INSTRUCTIONS TO FOLLOW
Below are the records; give again exactly the line with "them explicitly to", the line with "under-indented for hanging indent", and each line that lies between them, and nothing besides.

——

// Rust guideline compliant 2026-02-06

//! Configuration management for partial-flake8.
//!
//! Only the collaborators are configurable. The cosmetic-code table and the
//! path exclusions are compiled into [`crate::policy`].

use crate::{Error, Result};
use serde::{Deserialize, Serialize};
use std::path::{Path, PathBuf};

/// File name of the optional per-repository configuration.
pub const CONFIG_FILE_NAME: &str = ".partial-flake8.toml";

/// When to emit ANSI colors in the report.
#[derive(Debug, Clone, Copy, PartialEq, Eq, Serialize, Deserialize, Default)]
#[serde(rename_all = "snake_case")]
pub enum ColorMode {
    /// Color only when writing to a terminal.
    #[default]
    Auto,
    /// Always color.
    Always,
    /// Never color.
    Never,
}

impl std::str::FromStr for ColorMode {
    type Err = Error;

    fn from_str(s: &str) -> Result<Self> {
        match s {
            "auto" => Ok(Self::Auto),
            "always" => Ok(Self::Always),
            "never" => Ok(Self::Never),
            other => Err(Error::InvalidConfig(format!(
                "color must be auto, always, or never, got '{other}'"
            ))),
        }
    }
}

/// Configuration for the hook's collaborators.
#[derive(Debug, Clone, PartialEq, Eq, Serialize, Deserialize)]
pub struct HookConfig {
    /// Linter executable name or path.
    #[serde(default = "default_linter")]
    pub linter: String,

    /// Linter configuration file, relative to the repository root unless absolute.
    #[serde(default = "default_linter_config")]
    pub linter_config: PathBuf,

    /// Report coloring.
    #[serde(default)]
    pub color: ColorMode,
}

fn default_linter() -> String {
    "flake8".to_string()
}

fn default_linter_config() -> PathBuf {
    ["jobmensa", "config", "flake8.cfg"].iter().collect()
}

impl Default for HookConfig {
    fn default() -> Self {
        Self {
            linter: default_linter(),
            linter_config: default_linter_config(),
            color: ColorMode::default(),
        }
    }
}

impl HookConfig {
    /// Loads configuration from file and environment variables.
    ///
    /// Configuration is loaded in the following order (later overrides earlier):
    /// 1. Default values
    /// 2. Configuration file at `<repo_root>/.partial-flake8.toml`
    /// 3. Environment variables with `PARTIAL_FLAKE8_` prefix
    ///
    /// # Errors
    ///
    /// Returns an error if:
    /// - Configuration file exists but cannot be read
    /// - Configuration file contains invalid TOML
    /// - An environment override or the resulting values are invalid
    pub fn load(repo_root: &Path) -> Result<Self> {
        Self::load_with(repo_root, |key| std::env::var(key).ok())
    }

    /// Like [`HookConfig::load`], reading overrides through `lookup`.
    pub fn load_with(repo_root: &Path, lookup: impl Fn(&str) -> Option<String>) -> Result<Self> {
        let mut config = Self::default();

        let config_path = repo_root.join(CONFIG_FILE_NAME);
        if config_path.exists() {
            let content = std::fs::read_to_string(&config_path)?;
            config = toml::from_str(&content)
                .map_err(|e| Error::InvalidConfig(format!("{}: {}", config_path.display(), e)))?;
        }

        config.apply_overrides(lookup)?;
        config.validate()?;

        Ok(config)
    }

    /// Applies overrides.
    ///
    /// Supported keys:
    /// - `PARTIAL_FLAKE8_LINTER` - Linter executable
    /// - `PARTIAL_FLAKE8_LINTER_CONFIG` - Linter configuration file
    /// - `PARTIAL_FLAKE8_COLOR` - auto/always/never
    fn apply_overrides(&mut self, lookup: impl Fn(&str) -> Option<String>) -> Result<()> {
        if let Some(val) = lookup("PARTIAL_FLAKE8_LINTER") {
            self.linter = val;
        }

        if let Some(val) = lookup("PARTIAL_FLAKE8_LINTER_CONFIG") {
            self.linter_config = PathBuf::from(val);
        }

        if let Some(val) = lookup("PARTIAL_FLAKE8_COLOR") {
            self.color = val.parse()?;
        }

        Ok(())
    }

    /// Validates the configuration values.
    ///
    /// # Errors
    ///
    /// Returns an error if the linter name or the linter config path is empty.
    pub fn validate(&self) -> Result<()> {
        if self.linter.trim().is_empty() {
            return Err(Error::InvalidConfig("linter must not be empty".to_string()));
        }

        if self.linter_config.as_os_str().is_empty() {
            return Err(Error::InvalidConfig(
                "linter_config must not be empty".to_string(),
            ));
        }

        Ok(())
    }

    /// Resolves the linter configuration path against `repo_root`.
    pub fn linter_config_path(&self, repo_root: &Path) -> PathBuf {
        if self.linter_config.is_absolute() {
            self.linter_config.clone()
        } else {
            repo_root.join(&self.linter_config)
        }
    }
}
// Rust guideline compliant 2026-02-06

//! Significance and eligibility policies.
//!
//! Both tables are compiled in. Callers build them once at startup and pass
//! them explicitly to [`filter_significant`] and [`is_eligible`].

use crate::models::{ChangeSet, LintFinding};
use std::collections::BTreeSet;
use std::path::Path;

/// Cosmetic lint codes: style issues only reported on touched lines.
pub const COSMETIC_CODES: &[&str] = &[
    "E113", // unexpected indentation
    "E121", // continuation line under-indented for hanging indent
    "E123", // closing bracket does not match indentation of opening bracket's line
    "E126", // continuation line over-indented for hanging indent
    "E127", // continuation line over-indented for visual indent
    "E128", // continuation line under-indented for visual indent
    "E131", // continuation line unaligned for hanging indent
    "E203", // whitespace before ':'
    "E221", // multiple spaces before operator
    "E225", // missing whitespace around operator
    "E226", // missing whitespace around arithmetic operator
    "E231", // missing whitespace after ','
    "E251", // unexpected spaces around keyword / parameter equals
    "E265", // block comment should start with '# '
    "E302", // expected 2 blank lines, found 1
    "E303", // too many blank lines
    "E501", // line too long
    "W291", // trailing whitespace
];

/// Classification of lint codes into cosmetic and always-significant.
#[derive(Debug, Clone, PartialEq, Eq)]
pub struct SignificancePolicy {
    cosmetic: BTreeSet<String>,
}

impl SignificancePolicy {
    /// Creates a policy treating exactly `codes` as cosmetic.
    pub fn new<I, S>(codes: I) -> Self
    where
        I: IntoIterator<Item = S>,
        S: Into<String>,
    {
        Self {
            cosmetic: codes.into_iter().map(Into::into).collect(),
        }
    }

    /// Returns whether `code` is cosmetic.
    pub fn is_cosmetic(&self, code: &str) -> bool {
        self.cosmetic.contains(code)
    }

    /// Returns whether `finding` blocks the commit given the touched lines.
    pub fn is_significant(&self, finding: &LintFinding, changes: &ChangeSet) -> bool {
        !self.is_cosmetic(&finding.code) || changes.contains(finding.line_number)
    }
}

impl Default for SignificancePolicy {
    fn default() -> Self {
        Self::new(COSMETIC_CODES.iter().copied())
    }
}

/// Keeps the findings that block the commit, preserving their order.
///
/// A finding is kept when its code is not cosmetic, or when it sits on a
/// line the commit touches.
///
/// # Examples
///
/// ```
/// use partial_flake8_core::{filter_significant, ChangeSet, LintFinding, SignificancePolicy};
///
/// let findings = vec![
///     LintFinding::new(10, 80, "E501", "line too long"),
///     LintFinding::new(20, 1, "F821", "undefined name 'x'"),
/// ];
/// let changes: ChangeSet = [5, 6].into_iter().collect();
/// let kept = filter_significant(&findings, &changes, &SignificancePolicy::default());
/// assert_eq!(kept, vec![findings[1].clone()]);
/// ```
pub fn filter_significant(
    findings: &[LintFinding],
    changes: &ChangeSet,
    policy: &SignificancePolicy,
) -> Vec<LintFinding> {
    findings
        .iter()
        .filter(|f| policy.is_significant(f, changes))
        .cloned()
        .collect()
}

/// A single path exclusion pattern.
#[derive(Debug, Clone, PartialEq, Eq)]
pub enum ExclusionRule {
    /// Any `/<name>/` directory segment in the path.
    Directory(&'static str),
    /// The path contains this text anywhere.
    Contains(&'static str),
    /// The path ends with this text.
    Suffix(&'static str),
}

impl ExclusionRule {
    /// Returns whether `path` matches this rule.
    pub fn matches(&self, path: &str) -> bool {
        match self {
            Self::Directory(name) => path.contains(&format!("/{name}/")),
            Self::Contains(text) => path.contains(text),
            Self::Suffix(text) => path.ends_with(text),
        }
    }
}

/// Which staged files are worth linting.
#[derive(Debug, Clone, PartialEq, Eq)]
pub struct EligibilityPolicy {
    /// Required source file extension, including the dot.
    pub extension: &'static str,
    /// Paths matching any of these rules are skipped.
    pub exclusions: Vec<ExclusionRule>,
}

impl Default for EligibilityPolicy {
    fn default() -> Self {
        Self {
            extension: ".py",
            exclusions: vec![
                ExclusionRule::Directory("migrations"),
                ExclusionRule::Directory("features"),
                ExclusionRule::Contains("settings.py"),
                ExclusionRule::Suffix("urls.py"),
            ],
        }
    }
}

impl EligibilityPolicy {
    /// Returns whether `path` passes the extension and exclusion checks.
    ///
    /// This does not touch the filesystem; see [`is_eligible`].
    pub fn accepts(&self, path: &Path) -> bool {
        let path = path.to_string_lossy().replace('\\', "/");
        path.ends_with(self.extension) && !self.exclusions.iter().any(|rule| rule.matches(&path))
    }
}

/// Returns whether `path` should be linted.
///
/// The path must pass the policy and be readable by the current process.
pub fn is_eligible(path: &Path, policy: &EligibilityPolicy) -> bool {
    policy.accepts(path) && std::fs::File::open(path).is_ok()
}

——

TASK ANSWER
//! them explicitly to [`filter_significant`] and [`is_eligible`].

use crate::models::{ChangeSet, LintFinding};
use std::collections::BTreeSet;
use std::path::Path;

/// Cosmetic lint codes: style issues only reported on touched lines.
pub const COSMETIC_CODES: &[&str] = &[
    "E113", // unexpected indentation
    "E121", // continuation line under-indented for hanging indent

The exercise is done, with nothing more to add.